Report how many lines in the data below hold "localhost", with no other words.

*** Begin section ***

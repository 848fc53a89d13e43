use crate::domain::credentials::{Credentials, TokenPair};
use crate::domain::error::{DomainError, DomainResult, RemoteError};
use crate::domain::row::Row;
use crate::domain::services::bookmark_api::BookmarkApi;
use crate::infrastructure::error::InfrastructureError;
use crate::infrastructure::proxy::model::{
    error_message, AddRequest, AddResponse, AuthenticateRequest, AuthenticateResponse,
};
use async_trait::async_trait;
use reqwest::Response;
use std::time::Duration;
use tracing::{debug, instrument, trace};
use url::Url;

pub const AUTH_TIMEOUT: Duration = Duration::from_secs(10);
pub const ADD_TIMEOUT: Duration = Duration::from_secs(120);

/// [`BookmarkApi`] over the proxy's `POST /authenticate` and `POST /add`.
#[derive(Debug, Clone)]
pub struct ProxyClient {
    base_url: String,
    client: reqwest::Client,
    auth_timeout: Duration,
    add_timeout: Duration,
}

impl ProxyClient {
    pub fn new<S: Into<String>>(base_url: S) -> DomainResult<Self> {
        let base_url = base_url.into();
        let parsed = Url::parse(&base_url).map_err(|e| {
            DomainError::Configuration(format!("Invalid proxy URL '{}': {}", base_url, e))
        })?;
        if !matches!(parsed.scheme(), "http" | "https") {
            return Err(DomainError::Configuration(format!(
                "Proxy URL must be http or https: {}",
                base_url
            )));
        }

        let client = reqwest::Client::builder()
            .user_agent(concat!(env!("CARGO_PKG_NAME"), "/", env!("CARGO_PKG_VERSION")))
            .build()
            .map_err(InfrastructureError::from)?;

        Ok(Self {
            base_url: base_url.trim_end_matches('/').to_string(),
            client,
            auth_timeout: AUTH_TIMEOUT,
            add_timeout: ADD_TIMEOUT,
        })
    }

    pub fn with_timeouts(mut self, auth_timeout: Duration, add_timeout: Duration) -> Self {
        self.auth_timeout = auth_timeout;
        self.add_timeout = add_timeout;
        self
    }

    pub fn base_url(&self) -> &str {
        &self.base_url
    }

    fn endpoint(&self, path: &str) -> String {
        format!("{}/{}", self.base_url, path)
    }
}

async fn failure_text(response: Response) -> String {
    let status = response.status();
    let body = response.text().await.unwrap_or_default();
    error_message(&body).unwrap_or_else(|| {
        status
            .canonical_reason()
            .unwrap_or("unknown error")
            .to_string()
    })
}

#[async_trait]
impl BookmarkApi for ProxyClient {
    #[instrument(skip(self, credentials), fields(user = %credentials.identifier))]
    async fn authenticate(&self, credentials: &Credentials) -> DomainResult<TokenPair> {
        let request = AuthenticateRequest {
            username: &credentials.identifier,
            password: &credentials.secret,
        };

        let response = self
            .client
            .post(self.endpoint("authenticate"))
            .timeout(self.auth_timeout)
            .json(&request)
            .send()
            .await
            .map_err(|e| {
                DomainError::AuthenticationFailed(InfrastructureError::from(e).to_string())
            })?;

        let status = response.status();
        if !status.is_success() {
            let message = failure_text(response).await;
            return Err(DomainError::AuthenticationFailed(format!(
                "HTTP {}: {}",
                status.as_u16(),
                message
            )));
        }

        let body: AuthenticateResponse = response.json().await.map_err(|e| {
            DomainError::AuthenticationFailed(format!("Malformed response: {}", e))
        })?;
        trace!("Authenticate response success={}", body.success);

        if !body.success {
            return Err(DomainError::AuthenticationFailed(
                body.error
                    .unwrap_or_else(|| "Credentials rejected".to_string()),
            ));
        }

        match (body.token, body.token_secret) {
            (Some(token), Some(secret)) if !token.is_empty() && !secret.is_empty() => {
                debug!("Received token pair");
                Ok(TokenPair::new(token, secret))
            }
            _ => Err(DomainError::AuthenticationFailed(
                "Response did not contain a token pair".to_string(),
            )),
        }
    }

    #[instrument(level = "debug", skip(self, tokens, row), fields(url = %row.url))]
    async fn add_bookmark(&self, tokens: &TokenPair, row: &Row) -> Result<(), RemoteError> {
        let request = AddRequest {
            token: &tokens.token,
            token_secret: &tokens.token_secret,
            url: &row.url,
            title: &row.title,
            status: row.article_status().as_str(),
        };

        let response = self
            .client
            .post(self.endpoint("add"))
            .timeout(self.add_timeout)
            .json(&request)
            .send()
            .await
            .map_err(InfrastructureError::from)?;

        let status = response.status();
        if !status.is_success() {
            let message = failure_text(response).await;
            return Err(RemoteError::from_status(status.as_u16(), message));
        }

        let body: AddResponse = response
            .json()
            .await
            .map_err(|e| RemoteError::MalformedResponse(e.to_string()))?;

        if body.success {
            Ok(())
        } else {
            Err(RemoteError::Failed(
                body.error
                    .unwrap_or_else(|| "Remote service rejected the article".to_string()),
            ))
        }
    }
}

#[cfg(test)]
mod tests {
    use super::*;

    #[test]
    fn given_trailing_slash_when_new_then_endpoint_is_normalised() {
        let client = ProxyClient::new("http://localhost:3000/").unwrap();
        assert_eq!(client.base_url(), "http://localhost:3000");
        assert_eq!(client.endpoint("add"), "http://localhost:3000/add");
    }

    #[test]
    fn given_invalid_proxy_url_when_new_then_configuration_error() {
        let err = ProxyClient::new("not a url").unwrap_err();
        assert!(matches!(err, DomainError::Configuration(_)));

        let err = ProxyClient::new("ftp://proxy.example.com").unwrap_err();
        assert!(err.to_string().contains("http or https"));
    }
}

*** End section ***

▶ Response area: 3